James Hogan, a friend at the Mayhew Animal Home in London,  has a personal link with a convent in Kaluga in Russia, where the Orthodox nuns take very much to heart our responsibility for vulnerable creatures.

Although a small group of nuns moved to the village of Baryatino in the Kaluga region in 1993, the convent was not officially established until 1995, when it was set up around a church in the village and the church and convent were dedicated to the honour of the Nativity of the Blessed Virgin.

The nuns care for some sixty cats. They are neutered by a local vet, but the nuns take responsibility for  other treatment, as these photos show:










 Sister Anastasia, pictured above and whose self portrait is at the top of this post, sends the following report on their work:

I began to love cats when I came here to the monastery. I would like all cats, as well as all dogs, to be well fed, healthy and loved by everybody. It gives me much pain to see hungry, freezing cats, with marks of injuries, waiting for mercy from us.

There is a habit of getting rid of cats or dogs by leaving them to die in the street or, for instance, bringing them to the doors of our monastery. People think that nuns must be kind and wouldn’t let these poor creatures die. Sometimes, coming out from our cell building in the morning we will see on the doorsteps “a gift” – a box of kittens. Or we see a stray but pedigree cat wandering around the house…

It so happened that over 60 cats have found refuge in our monastery. Their past is common: foundlings, victims of people’s irresponsibility and cruelty. So, we had to set up facilities for them: organize cats’ kitchen, use the old boiler room for them, get familiar with local veterinarians. We even invented a new post – cats’ manageress, or koshkalary –  and that is me.

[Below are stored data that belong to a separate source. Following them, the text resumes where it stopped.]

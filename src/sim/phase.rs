//! Game phase state machine
//!
//! `Playing` → `Exploding` the first time phase evaluation sees zero lives,
//! then `Exploding` → `Faded` once the explosion interval is over and the
//! background has dimmed to its floor. `Faded` is terminal; restarting is a
//! full [`SimulationState::reset`](super::SimulationState::reset).

use serde::{Deserialize, Serialize};

use super::state::GamePhase;
use crate::tuning::Tuning;

/// Phase plus the timers driving the game-over overlay
#[derive(Debug, Clone, PartialEq, Serialize, Deserialize)]
pub struct PhaseMachine {
    pub phase: GamePhase,
    /// Host time at which `Exploding` began
    pub entered_at: Option<f32>,
    /// Particle burst scale/opacity, 0 → 1 → 0
    pub explosion_progress: f32,
    /// 1.0 = full brightness
    pub background_dim: f32,
}

impl Default for PhaseMachine {
    fn default() -> Self {
        Self {
            phase: GamePhase::Playing,
            entered_at: None,
            explosion_progress: 0.0,
            background_dim: 1.0,
        }
    }
}

impl PhaseMachine {
    /// Spawning and asteroid motion only run while playing
    #[inline]
    pub fn world_active(&self) -> bool {
        self.phase == GamePhase::Playing
    }

    /// Seconds since `Exploding` began (0 while playing)
    pub fn elapsed(&self, current_time: f32) -> f32 {
        self.entered_at.map_or(0.0, |t| (current_time - t).max(0.0))
    }

    /// Fade overlay is drawn once the explosion has passed its peak
    pub fn fade_active(&self, current_time: f32) -> bool {
        self.phase == GamePhase::Faded
            || (self.phase == GamePhase::Exploding && self.elapsed(current_time) > std::f32::consts::PI)
    }

    /// Evaluate lives and advance the game-over timers by one tick.
    ///
    /// Returns the transition taken this tick, if any.
    pub fn evaluate(&mut self, lives: u32, current_time: f32, tuning: &Tuning) -> Option<(GamePhase, GamePhase)> {
        match self.phase {
            GamePhase::Playing => {
                if lives == 0 {
                    self.phase = GamePhase::Exploding;
                    self.entered_at = Some(current_time);
                    self.explosion_progress = 0.0;
                    log::info!("Ship destroyed at t={:.2}, exploding", current_time);
                    return Some((GamePhase::Playing, GamePhase::Exploding));
                }
                None
            }
            GamePhase::Exploding => {
                let elapsed = self.elapsed(current_time);
                self.explosion_progress = explosion_curve(elapsed, tuning.explosion_duration);
                if elapsed > std::f32::consts::PI {
                    self.dim_step(tuning);
                }

                if elapsed > tuning.explosion_duration && self.background_dim <= tuning.dim_floor {
                    self.phase = GamePhase::Faded;
                    self.explosion_progress = 0.0;
                    log::info!("Game over, faded at t={:.2}", current_time);
                    return Some((GamePhase::Exploding, GamePhase::Faded));
                }
                None
            }
            GamePhase::Faded => {
                self.dim_step(tuning);
                None
            }
        }
    }

    fn dim_step(&mut self, tuning: &Tuning) {
        self.background_dim = (self.background_dim - tuning.dim_step).max(tuning.dim_floor);
    }
}

/// `sin(elapsed / 2)` over `[0, duration]`, zero outside
pub fn explosion_curve(elapsed: f32, duration: f32) -> f32 {
    if (0.0..=duration).contains(&elapsed) {
        (elapsed / 2.0).sin().max(0.0)
    } else {
        0.0
    }
}
//! Asteroid Rush - A 3D asteroid defense arcade game core
//!
//! Core modules:
//! - `sim`: Frame-driven simulation (pools, spawning, motion, collisions, phases)
//! - `tuning`: Data-driven game balance
//!
//! Rendering, input bindings and UI live in the host; they read
//! [`sim::FrameSnapshot`] each frame and feed [`sim::FrameInput`] back in.

pub mod sim;
pub mod tuning;

pub use tuning::{ProjectileModel, Tuning, TuningError};

use glam::Vec3;

/// Game configuration constants (defaults for [`Tuning`])
pub mod consts {
    /// Number of asteroid visual variants
    pub const NUM_ASTEROID_KINDS: u32 = 3;
    /// Depth at which asteroids appear
    pub const ASTEROID_SPAWN_Z: f32 = -70.0;
    /// Horizontal spawn half-width
    pub const ASTEROID_SPAWN_X_MAX: f32 = 70.0;
    /// Asteroid spin angle is t·π / this
    pub const ASTEROID_SPIN_PERIOD: f32 = 8.0;

    pub const MIN_ASTEROID_FRAMES_TO_ORIGIN: f32 = 300.0;
    pub const MAX_ASTEROID_FRAMES_TO_ORIGIN: f32 = 1000.0;

    /// Seconds between automatic spawns
    pub const ASTEROID_SPAWN_PERIOD: f32 = 0.5;
    /// Asteroids whose z exceeds this have passed the origin
    pub const ASTEROID_CULL_Z: f32 = 0.0;

    /// Heading limit (radians) in either direction
    pub const MAX_SHIP_TURN: f32 = 1.0;
    /// Turn step is MAX_SHIP_TURN / this (smaller number, faster turn)
    pub const SHIP_TURN_DIVISOR: f32 = 20.0;
    pub const SHIP_DISTANCE_FROM_ORIGIN: f32 = 5.0;
    pub const STARTING_LIVES: u32 = 3;

    /// Per-axis half-extent of the collision box
    pub const COLLISION_RADIUS: f32 = 2.0;
    pub const ASTEROID_REWARD: u64 = 10;

    /// Projectile step is firing position / this
    pub const PROJECTILE_VELOCITY_DIVISOR: f32 = 50.0;
    /// Units per tick for the heading-based projectile model
    pub const PROJECTILE_SPEED: f32 = SHIP_DISTANCE_FROM_ORIGIN / PROJECTILE_VELOCITY_DIVISOR;
    /// Projectiles farther than this (xz plane) from the origin are culled
    pub const PROJECTILE_MAX_DISTANCE: f32 = 100.0;
    /// Seconds between shots
    pub const FIRE_COOLDOWN: f32 = 0.75;

    /// Explosion runs over sin(elapsed / 2) for elapsed in [0, 2π]
    pub const EXPLOSION_DURATION: f32 = std::f32::consts::TAU;
    /// Background dim decrease per tick once the explosion passes its peak
    pub const BACKGROUND_DIM_STEP: f32 = 0.01;
    pub const BACKGROUND_DIM_FLOOR: f32 = 0.0;
}

/// Ship position for a heading on a circle of `radius` around the origin.
///
/// Heading 0 places the ship at `(0, 0, -radius)`, facing the incoming field.
#[inline]
pub fn ship_position_for_heading(radius: f32, heading: f32) -> Vec3 {
    let theta = std::f32::consts::FRAC_PI_2 + heading;
    Vec3::new(radius * theta.cos(), 0.0, -radius * theta.sin())
}

/// Unit direction in the xz plane that a ship with `heading` faces
#[inline]
pub fn heading_direction(heading: f32) -> Vec3 {
    ship_position_for_heading(1.0, heading)
}

/// Independent-axis box test: `|Δx| < r && |Δy| < r && |Δz| < r`
#[inline]
pub fn within_box(a: Vec3, b: Vec3, radius: f32) -> bool {
    let d = (a - b).abs();
    d.x < radius && d.y < radius && d.z < radius
}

Every morning, during a short period between the morning sermon and meal, I rush to clean bowls and put out their food. The main item in our cats’ diet is porridge –kasha – based on chickens’ heads broth which we receive from the owner of a local poultry plant. In the daytime, I cook the meals, inspect and treat sick cats, clean their surroundings.

Cats have their own community, or family. It’s practically impossible for strangers to fit into this family. We are trying to sterilize foundlings early; the vets in Kaluga clinic operate on our cats free of charge and we pay only for the medications. After the operation, we take care of them in our cells for ten days. The treatment of one cat costs more than 1000 roubles – about $ 35. We also treat them against parasites. But it’s impossible to find “adopters”, even for healthy, pedigree and beautiful cats.

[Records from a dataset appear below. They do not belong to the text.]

//! Simulation state and entity types
//!
//! Everything the frame step mutates lives in [`SimulationState`]; there is no
//! ambient state anywhere else in the crate.

use glam::Vec3;
use rand::SeedableRng;
use rand_pcg::Pcg32;
use serde::{Deserialize, Serialize};

use super::phase::PhaseMachine;
use super::pool::EntityPool;
use super::spawner::Spawner;
use crate::ship_position_for_heading;
use crate::tuning::Tuning;

/// Coarse game state
#[derive(Debug, Clone, Copy, PartialEq, Eq, Serialize, Deserialize)]
pub enum GamePhase {
    /// Active gameplay
    Playing,
    /// Lives just hit zero; explosion and fade running
    Exploding,
    /// Terminal
    Faded,
}

/// Asteroid visual variant, assigned round-robin at spawn
#[derive(Debug, Clone, Copy, PartialEq, Eq, Serialize, Deserialize)]
pub enum AsteroidKind {
    Coarse,
    Smooth,
    Mossy,
}

impl AsteroidKind {
    /// Variant for the `n`th spawned asteroid (0-indexed)
    pub fn for_spawn_index(n: u64) -> Self {
        match n % crate::consts::NUM_ASTEROID_KINDS as u64 {
            0 => AsteroidKind::Coarse,
            1 => AsteroidKind::Smooth,
            _ => AsteroidKind::Mossy,
        }
    }

    pub fn index(self) -> u32 {
        match self {
            AsteroidKind::Coarse => 0,
            AsteroidKind::Smooth => 1,
            AsteroidKind::Mossy => 2,
        }
    }
}

/// An asteroid falling toward the origin
#[derive(Debug, Clone, PartialEq, Serialize, Deserialize)]
pub struct Asteroid {
    pub initial_pos: Vec3,
    pub pos: Vec3,
    pub kind: AsteroidKind,
    /// Ticks until `pos` reaches the origin
    pub frames_to_origin: f32,
    /// Spin axis for rendering (not normalized)
    pub rotation_axis: Vec3,
}

impl Asteroid {
    pub fn new(initial_pos: Vec3, kind: AsteroidKind, frames_to_origin: f32, rotation_axis: Vec3) -> Self {
        debug_assert!(frames_to_origin > 0.0);
        Self {
            initial_pos,
            pos: initial_pos,
            kind,
            frames_to_origin,
            rotation_axis,
        }
    }

    /// Per-tick displacement (subtracted from `pos`)
    #[inline]
    pub fn step(&self) -> Vec3 {
        self.initial_pos / self.frames_to_origin
    }
}

/// A projectile fired from the ship
#[derive(Debug, Clone, PartialEq, Serialize, Deserialize)]
pub struct Projectile {
    pub initial_pos: Vec3,
    pub pos: Vec3,
    /// Ship heading at fire time
    pub heading: f32,
    /// Per-tick displacement, fixed at fire time
    pub vel: Vec3,
}

/// The player's ship, parked on a circle around the origin
#[derive(Debug, Clone, PartialEq, Serialize, Deserialize)]
pub struct Ship {
    /// Radians, clamped to [-max_turn, max_turn]
    pub heading: f32,
    /// Derived from `heading` every tick
    pub pos: Vec3,
    pub lives: u32,
    pub score: u64,
    /// Seconds accumulated since the last shot
    pub fire_cooldown: f32,
}

impl Ship {
    pub fn new(tuning: &Tuning) -> Self {
        Self {
            heading: 0.0,
            pos: ship_position_for_heading(tuning.ship_radius, 0.0),
            lives: tuning.starting_lives,
            score: 0,
            // Ready to fire on the first frame
            fire_cooldown: tuning.fire_cooldown,
        }
    }

    #[inline]
    pub fn is_alive(&self) -> bool {
        self.lives > 0
    }
}

/// Something that happened during a frame, for audio/FX sinks
#[derive(Debug, Clone, PartialEq, Serialize, Deserialize)]
pub enum GameEvent {
    AsteroidSpawned { index: usize, pos: Vec3 },
    ProjectileFired { index: usize, heading: f32 },
    /// Ship collided with the asteroid at `index` (pre-removal)
    ShipHit { index: usize, lives_left: u32 },
    AsteroidDestroyed { asteroid: usize, projectile: usize, score: u64 },
    AsteroidsCulled { count: usize },
    ProjectilesCulled { count: usize },
    PhaseChanged { from: GamePhase, to: GamePhase },
}

/// Complete simulation state
#[derive(Debug, Clone)]
pub struct SimulationState {
    /// Run seed for reproducibility
    pub seed: u64,
    pub rng: Pcg32,
    pub tuning: Tuning,
    pub asteroids: EntityPool<Asteroid>,
    pub projectiles: EntityPool<Projectile>,
    pub ship: Ship,
    pub spawner: Spawner,
    pub phase: PhaseMachine,
    pub paused: bool,
    /// Host time of the most recent frame (seconds)
    pub time: f32,
    pub frame_count: u64,
    /// Events raised by the most recent frame
    pub events: Vec<GameEvent>,
}

impl SimulationState {
    /// Create a new simulation with default tuning
    pub fn new(seed: u64) -> Self {
        Self::with_tuning(seed, Tuning::default())
    }

    pub fn with_tuning(seed: u64, tuning: Tuning) -> Self {
        Self {
            seed,
            rng: Pcg32::seed_from_u64(seed),
            ship: Ship::new(&tuning),
            tuning,
            asteroids: EntityPool::new(),
            projectiles: EntityPool::new(),
            spawner: Spawner::default(),
            phase: PhaseMachine::default(),
            paused: false,
            time: 0.0,
            frame_count: 0,
            events: Vec::new(),
        }
    }

    /// Full restart: empty pools, fresh ship and counters, RNG reseeded
    pub fn reset(&mut self) {
        log::info!("Resetting simulation (seed {})", self.seed);
        let tuning = std::mem::take(&mut self.tuning);
        *self = Self::with_tuning(self.seed, tuning);
    }

    #[inline]
    pub fn game_phase(&self) -> GamePhase {
        self.phase.phase
    }
}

As is well known, cats are fastidious and self-willed animals. Some of them won’t live in the family and we have to take that into account. The happiest cats live in the nuns’ cells; over 45 cats live in the outbuildings.

Now you cannot imagine Baryatino without cats. They are under every bush, round every corner, almost in every cell. At least here we want to protect our cats from the cruel world and live in harmony with Gods’ creatures. But it’s still a long way to achieve full harmony, especially in the present crisis, which causes a lot of difficulties to support this flock. We would greatly appreciate any financial or other material support for the monastery and would be praying for those generous and merciful people.

Probably my concerns might seem ridiculous if one thinks of those who abandon children, of old people, invalids. But let us remember these holy words: “Blessed are those who are merciful to cattle”. If a man will show mercy for a helpless creature, he is sure to be merciful towards a child or an old man.

~ QCA sends our compliments and thanks to all at the Baryatino convent for their compassionate care of all God’s creatures. The crisis to which Anastasia refers is a fire which destroyed part of the convent.  We are holding everyone in the Light.